Each line from the opening of the listing below through the line that contains "pub const MIN_NATIONAL_TEAM_ID: i32 = 1;" is to be output exactly as written.

* * * * *

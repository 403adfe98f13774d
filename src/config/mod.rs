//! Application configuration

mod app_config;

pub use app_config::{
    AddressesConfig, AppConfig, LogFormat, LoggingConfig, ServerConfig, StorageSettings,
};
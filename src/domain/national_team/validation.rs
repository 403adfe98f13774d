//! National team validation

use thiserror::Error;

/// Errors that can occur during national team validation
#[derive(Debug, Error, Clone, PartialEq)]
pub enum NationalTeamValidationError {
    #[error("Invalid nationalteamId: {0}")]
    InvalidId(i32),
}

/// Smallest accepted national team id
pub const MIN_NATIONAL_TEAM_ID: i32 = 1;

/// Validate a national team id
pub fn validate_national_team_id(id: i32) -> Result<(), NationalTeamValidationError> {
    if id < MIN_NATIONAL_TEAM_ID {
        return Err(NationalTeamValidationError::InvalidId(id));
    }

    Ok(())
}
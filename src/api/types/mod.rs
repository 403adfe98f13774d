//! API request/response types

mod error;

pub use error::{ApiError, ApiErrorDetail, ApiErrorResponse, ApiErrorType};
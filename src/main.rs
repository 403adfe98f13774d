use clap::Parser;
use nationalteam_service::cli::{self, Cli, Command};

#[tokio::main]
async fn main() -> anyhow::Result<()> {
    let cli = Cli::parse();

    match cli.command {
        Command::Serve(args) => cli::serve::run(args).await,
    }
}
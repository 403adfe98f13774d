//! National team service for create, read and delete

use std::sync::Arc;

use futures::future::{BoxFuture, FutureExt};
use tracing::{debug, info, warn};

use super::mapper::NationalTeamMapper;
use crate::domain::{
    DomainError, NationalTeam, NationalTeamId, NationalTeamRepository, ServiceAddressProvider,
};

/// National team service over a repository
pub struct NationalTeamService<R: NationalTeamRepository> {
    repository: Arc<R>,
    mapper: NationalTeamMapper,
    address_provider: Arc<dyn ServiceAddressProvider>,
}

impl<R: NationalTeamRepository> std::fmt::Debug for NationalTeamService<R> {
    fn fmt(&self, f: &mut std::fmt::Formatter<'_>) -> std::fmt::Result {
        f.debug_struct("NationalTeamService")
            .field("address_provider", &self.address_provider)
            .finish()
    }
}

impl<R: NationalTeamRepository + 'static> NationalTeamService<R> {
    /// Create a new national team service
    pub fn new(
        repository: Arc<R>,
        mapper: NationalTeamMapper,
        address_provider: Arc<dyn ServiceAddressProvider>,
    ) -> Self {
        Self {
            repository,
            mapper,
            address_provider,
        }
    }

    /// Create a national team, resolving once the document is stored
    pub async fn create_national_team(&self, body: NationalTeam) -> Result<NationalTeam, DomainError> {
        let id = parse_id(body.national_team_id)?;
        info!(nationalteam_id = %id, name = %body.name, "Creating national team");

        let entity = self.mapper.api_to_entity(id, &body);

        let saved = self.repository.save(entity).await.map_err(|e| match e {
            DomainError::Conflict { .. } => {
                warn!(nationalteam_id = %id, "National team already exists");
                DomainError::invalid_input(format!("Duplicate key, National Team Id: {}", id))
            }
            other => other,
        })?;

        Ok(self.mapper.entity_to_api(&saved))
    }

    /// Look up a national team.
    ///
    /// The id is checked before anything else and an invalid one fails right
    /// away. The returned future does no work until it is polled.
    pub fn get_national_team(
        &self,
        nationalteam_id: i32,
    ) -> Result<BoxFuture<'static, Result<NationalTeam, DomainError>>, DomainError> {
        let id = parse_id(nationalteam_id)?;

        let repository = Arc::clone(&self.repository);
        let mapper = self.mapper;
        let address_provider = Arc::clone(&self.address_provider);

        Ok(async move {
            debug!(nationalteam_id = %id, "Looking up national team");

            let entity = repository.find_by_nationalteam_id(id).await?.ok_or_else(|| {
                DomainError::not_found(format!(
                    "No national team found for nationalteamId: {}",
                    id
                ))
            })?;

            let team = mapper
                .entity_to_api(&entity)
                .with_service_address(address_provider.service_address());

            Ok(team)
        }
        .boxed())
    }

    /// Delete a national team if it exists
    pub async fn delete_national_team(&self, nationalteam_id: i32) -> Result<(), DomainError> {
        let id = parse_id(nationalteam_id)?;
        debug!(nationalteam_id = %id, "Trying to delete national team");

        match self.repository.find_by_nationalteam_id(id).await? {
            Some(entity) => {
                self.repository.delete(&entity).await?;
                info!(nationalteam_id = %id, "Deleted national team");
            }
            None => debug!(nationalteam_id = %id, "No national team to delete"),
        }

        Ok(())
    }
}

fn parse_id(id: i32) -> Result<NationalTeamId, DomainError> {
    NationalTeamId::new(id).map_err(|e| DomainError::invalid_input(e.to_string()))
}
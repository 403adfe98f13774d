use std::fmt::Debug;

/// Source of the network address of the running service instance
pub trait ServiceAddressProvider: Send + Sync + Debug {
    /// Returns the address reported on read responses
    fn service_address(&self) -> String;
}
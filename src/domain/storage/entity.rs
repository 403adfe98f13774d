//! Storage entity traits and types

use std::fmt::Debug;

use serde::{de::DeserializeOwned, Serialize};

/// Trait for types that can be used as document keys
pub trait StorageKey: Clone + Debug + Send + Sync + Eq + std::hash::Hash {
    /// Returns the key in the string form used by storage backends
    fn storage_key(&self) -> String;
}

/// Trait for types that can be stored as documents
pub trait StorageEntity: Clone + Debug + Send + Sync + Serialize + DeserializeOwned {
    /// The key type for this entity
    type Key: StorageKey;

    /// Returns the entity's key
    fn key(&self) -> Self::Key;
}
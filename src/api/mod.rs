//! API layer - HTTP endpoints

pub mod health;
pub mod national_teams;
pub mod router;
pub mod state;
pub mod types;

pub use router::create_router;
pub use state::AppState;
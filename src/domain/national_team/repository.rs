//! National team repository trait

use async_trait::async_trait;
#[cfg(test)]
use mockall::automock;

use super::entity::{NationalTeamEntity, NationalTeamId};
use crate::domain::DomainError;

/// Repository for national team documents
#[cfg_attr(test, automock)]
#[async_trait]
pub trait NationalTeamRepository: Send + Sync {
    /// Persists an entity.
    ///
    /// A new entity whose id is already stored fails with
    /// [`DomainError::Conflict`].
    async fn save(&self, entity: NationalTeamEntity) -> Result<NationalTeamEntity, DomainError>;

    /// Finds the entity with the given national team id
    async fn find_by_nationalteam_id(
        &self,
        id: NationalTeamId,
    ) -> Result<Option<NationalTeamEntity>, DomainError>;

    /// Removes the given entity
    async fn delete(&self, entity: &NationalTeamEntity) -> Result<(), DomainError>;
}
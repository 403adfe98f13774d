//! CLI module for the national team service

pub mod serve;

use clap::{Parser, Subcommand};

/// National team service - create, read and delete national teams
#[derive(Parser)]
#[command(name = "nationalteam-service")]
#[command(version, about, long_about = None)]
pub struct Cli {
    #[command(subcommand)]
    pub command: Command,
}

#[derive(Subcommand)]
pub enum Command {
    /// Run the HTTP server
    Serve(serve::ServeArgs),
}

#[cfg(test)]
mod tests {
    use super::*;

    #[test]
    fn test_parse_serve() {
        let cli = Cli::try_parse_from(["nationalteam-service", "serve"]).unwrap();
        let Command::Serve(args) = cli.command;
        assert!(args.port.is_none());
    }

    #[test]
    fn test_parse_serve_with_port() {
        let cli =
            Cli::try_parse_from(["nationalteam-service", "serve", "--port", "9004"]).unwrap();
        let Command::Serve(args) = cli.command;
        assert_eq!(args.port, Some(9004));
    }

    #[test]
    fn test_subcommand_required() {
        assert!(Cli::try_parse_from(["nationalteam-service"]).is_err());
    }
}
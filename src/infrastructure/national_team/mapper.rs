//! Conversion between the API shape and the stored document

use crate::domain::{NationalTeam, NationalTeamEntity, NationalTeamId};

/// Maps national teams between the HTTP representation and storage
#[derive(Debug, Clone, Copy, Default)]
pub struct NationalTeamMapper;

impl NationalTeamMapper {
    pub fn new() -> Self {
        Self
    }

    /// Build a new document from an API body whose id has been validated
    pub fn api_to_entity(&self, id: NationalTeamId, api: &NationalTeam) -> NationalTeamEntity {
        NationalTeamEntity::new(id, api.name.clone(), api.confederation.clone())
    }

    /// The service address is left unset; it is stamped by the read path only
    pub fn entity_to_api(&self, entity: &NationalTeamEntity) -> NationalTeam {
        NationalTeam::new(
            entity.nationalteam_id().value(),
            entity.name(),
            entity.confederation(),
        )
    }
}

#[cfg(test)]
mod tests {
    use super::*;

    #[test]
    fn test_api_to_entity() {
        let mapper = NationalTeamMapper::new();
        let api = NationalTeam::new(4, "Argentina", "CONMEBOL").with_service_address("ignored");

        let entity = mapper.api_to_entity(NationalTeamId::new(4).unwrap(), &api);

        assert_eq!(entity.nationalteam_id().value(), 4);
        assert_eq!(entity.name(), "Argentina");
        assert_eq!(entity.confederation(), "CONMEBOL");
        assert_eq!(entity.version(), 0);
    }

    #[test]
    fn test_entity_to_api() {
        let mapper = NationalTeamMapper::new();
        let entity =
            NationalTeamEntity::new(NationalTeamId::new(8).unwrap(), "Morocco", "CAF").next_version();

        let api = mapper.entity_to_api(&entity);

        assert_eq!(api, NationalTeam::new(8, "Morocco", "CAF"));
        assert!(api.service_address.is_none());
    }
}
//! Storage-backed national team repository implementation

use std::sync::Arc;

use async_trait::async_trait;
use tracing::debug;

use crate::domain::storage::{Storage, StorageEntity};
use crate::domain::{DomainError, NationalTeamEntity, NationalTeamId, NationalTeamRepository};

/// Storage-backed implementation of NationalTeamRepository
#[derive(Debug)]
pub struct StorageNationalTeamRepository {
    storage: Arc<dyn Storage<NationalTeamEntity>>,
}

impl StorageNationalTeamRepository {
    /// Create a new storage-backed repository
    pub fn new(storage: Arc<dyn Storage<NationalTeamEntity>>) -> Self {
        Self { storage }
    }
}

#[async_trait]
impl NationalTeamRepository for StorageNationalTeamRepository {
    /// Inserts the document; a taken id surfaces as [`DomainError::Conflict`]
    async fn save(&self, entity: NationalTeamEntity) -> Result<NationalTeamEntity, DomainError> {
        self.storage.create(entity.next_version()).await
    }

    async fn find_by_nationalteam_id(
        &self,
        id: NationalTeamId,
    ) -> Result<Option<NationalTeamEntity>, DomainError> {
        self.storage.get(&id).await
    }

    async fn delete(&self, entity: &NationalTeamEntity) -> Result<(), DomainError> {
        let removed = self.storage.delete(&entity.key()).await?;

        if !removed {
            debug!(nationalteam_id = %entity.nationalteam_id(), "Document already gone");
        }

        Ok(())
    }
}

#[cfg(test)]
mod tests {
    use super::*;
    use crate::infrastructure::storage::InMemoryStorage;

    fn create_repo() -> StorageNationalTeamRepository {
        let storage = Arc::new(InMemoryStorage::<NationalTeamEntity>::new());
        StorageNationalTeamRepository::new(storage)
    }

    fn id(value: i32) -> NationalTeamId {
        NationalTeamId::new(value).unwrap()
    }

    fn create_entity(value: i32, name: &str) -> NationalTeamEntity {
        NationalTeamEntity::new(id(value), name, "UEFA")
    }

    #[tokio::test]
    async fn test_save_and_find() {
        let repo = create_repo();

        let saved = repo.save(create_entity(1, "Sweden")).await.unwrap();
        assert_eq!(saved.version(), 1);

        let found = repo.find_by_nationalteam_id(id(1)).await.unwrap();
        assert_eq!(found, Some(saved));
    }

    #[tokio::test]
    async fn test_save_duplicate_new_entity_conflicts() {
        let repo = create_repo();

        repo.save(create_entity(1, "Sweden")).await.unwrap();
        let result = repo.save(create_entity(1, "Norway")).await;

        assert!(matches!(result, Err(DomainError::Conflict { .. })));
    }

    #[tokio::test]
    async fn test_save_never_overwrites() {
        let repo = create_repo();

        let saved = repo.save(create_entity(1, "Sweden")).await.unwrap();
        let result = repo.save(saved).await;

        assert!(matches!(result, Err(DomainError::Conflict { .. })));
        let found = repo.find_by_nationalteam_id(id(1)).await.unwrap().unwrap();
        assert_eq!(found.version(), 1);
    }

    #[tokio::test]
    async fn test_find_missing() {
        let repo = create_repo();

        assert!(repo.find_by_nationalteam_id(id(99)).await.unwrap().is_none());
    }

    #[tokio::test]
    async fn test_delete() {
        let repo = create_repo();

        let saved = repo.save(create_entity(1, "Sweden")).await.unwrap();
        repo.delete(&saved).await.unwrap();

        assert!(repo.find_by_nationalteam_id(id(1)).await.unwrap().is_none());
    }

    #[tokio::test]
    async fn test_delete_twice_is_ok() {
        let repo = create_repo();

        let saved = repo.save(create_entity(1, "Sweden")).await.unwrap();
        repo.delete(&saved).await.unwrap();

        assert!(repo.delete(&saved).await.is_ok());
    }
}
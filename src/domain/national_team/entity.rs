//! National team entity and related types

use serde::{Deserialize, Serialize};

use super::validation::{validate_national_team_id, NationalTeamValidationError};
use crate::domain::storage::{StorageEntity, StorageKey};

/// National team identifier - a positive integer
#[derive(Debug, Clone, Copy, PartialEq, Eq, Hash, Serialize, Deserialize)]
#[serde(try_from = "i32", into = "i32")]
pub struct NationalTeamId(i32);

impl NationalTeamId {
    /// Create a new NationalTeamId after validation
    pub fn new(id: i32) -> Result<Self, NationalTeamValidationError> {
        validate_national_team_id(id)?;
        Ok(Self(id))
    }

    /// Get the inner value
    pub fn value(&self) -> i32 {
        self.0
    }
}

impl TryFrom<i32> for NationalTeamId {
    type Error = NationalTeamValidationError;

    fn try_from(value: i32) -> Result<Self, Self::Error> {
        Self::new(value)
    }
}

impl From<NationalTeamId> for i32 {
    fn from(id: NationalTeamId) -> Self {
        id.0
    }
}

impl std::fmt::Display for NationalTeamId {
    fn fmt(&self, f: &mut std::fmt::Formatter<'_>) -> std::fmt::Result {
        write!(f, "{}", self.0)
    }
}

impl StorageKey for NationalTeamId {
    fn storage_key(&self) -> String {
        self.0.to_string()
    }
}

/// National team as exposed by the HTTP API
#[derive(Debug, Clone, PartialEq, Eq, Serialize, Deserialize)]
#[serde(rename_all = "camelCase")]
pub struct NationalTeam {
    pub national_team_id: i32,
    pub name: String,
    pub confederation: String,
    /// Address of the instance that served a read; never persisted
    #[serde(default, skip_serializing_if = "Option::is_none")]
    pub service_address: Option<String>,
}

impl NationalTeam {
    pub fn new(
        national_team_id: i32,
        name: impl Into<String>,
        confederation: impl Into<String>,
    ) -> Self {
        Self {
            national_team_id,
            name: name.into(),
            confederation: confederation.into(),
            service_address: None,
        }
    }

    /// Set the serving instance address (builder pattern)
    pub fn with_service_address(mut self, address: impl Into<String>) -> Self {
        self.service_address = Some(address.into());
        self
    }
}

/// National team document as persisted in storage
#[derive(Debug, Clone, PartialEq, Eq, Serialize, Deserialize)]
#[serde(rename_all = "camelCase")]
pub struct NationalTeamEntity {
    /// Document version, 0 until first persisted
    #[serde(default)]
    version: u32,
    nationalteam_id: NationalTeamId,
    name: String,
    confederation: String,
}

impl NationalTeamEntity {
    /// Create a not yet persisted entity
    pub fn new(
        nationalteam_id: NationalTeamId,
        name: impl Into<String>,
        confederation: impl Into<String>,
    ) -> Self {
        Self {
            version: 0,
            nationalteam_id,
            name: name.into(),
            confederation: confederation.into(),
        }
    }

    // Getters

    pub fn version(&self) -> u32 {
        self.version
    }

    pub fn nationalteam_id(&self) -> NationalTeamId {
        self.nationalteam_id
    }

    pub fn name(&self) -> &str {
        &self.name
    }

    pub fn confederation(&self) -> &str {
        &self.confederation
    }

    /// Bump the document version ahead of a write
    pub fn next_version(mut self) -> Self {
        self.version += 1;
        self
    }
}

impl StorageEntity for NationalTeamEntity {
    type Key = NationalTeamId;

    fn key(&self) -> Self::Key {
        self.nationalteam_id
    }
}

* * * * *

■ **WRITTEN SOLUTION**
repository 403adfe98f13774d
filename src/config/mod.rs
//! Application configuration

mod app_config;

pub use app_config::{
    AddressesConfig, AppConfig, LogFormat, LoggingConfig, ServerConfig, StorageSettings,
};
filename src/domain/national_team/validation.rs
repository 403adfe98f13774d
//! National team validation

use thiserror::Error;

/// Errors that can occur during national team validation
#[derive(Debug, Error, Clone, PartialEq)]
pub enum NationalTeamValidationError {
    #[error("Invalid nationalteamId: {0}")]
    InvalidId(i32),
}

/// Smallest accepted national team id
pub const MIN_NATIONAL_TEAM_ID: i32 = 1;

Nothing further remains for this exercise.